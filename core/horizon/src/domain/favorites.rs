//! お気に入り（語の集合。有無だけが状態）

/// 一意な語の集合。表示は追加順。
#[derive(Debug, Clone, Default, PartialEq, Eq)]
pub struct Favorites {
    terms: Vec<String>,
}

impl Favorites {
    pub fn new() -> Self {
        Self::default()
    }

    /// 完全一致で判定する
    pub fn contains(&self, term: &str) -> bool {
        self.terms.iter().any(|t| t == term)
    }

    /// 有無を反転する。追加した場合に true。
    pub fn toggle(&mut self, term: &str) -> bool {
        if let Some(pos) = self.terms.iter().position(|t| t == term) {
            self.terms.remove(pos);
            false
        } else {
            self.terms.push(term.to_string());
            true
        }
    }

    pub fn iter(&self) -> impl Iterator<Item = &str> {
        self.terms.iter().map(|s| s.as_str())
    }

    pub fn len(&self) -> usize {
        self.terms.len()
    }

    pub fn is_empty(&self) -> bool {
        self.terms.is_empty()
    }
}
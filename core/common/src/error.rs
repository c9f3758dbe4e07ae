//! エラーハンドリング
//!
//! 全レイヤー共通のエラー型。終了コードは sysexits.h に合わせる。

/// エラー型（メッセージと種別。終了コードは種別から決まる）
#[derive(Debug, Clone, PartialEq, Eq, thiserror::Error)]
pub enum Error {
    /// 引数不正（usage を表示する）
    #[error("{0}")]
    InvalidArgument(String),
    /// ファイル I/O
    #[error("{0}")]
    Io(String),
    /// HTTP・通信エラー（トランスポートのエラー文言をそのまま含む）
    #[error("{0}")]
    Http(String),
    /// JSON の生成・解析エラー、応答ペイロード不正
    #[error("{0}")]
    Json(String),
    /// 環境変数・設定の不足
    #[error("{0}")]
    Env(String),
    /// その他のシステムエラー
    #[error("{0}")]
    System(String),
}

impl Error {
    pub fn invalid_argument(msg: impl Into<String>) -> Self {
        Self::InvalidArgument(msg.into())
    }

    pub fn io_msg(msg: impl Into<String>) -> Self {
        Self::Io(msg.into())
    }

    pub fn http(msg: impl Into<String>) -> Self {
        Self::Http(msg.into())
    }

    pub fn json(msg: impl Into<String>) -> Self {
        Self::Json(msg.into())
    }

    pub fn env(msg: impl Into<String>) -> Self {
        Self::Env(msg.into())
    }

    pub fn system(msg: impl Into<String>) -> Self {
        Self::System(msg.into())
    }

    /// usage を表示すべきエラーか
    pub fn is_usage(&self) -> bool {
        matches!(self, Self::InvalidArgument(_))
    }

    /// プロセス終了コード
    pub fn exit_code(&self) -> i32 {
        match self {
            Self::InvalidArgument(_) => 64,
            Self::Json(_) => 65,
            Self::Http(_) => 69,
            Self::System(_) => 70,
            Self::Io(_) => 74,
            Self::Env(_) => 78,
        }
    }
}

--

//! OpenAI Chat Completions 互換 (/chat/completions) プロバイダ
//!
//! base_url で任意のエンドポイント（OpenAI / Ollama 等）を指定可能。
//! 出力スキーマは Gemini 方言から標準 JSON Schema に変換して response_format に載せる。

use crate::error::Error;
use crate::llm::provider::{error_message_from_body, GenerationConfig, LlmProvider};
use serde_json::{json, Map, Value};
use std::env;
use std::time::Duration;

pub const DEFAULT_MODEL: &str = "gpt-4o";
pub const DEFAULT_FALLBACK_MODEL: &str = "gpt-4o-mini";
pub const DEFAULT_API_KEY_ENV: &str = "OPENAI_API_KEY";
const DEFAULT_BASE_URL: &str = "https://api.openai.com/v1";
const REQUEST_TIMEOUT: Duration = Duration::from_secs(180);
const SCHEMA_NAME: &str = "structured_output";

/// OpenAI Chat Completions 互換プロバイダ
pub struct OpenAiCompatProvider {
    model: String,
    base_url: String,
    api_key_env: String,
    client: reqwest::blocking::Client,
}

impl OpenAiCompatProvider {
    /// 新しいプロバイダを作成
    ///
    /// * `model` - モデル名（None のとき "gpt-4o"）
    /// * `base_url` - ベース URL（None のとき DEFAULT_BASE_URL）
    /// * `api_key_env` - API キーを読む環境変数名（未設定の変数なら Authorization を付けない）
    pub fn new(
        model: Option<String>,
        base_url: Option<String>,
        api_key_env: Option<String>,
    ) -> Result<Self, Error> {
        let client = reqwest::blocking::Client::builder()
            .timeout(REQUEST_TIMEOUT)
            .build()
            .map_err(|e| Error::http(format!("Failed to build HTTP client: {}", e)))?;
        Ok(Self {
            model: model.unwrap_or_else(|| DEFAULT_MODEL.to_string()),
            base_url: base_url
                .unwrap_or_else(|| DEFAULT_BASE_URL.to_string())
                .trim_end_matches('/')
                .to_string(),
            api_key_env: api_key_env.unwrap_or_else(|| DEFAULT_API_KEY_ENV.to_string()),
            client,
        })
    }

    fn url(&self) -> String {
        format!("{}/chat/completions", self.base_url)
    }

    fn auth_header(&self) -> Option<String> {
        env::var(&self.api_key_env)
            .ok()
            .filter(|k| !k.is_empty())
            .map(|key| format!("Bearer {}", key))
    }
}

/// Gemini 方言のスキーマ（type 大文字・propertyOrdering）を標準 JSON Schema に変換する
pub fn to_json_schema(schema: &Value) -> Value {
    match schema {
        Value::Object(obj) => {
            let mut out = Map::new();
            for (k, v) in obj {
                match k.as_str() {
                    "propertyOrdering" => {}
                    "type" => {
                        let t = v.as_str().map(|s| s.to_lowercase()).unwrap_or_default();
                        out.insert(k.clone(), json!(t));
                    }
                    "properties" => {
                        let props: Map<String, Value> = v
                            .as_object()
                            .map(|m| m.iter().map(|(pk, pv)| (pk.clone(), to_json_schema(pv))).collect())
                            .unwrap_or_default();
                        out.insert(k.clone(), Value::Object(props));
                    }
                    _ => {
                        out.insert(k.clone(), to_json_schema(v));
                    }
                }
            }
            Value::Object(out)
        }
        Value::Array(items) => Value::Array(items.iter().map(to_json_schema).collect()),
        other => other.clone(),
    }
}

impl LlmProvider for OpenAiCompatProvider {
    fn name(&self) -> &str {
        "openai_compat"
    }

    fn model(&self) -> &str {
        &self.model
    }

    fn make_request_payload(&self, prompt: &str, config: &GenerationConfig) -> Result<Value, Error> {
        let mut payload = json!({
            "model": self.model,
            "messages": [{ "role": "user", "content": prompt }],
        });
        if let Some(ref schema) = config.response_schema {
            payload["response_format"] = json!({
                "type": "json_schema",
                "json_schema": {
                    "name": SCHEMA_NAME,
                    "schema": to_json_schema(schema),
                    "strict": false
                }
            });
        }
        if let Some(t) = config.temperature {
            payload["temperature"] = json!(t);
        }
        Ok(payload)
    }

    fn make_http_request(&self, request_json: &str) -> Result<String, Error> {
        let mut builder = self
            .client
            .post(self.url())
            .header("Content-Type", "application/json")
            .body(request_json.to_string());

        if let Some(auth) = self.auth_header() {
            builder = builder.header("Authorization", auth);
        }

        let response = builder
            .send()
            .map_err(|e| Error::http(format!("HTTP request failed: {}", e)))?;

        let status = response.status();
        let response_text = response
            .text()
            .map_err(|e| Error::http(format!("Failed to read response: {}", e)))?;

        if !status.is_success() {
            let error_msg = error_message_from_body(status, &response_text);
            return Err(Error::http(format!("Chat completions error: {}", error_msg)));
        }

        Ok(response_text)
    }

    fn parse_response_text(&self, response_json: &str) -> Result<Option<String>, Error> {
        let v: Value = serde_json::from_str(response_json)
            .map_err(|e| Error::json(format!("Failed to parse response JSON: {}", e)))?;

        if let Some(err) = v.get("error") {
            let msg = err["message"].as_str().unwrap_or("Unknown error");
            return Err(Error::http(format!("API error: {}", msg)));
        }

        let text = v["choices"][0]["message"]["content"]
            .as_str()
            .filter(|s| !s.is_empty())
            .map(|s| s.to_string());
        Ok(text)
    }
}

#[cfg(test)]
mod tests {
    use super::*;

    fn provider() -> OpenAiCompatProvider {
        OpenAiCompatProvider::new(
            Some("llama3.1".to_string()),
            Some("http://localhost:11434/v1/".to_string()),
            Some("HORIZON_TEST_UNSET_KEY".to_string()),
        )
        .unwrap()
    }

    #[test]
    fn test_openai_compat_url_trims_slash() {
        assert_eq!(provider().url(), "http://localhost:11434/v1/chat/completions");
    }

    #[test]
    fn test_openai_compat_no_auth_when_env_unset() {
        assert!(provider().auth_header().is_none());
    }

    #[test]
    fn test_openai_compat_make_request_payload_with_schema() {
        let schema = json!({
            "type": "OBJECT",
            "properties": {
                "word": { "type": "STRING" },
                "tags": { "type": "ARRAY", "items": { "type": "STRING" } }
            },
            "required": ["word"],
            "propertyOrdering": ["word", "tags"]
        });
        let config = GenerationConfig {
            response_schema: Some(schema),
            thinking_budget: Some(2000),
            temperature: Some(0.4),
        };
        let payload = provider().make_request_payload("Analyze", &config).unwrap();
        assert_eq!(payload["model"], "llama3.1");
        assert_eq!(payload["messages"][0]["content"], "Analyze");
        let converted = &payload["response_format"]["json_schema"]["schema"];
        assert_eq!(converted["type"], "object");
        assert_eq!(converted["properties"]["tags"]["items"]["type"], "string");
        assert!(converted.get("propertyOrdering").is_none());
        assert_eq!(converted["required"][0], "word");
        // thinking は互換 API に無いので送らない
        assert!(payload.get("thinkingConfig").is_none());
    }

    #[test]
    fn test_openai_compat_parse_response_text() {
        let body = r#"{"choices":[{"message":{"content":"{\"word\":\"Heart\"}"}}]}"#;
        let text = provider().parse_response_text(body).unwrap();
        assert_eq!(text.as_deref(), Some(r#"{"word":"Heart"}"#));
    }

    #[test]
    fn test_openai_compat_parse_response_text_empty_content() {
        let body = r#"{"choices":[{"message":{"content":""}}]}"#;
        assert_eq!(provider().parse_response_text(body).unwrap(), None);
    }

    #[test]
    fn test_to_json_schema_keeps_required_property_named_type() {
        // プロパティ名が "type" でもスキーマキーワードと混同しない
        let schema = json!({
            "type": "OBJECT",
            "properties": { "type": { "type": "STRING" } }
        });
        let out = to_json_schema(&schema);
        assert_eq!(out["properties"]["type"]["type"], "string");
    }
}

* * *

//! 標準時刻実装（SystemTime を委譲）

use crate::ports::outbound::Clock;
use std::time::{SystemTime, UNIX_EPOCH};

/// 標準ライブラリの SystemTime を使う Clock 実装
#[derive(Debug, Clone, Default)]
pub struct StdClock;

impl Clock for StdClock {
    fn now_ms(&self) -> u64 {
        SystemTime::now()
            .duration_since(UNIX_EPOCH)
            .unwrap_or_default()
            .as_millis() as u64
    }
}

*WHAT YOU ARE ASKED TO DO*
Report every line from the listing above where the string "filter" can be found.

*RESULT*
            .filter(|k| !k.is_empty())
            .filter(|s| !s.is_empty())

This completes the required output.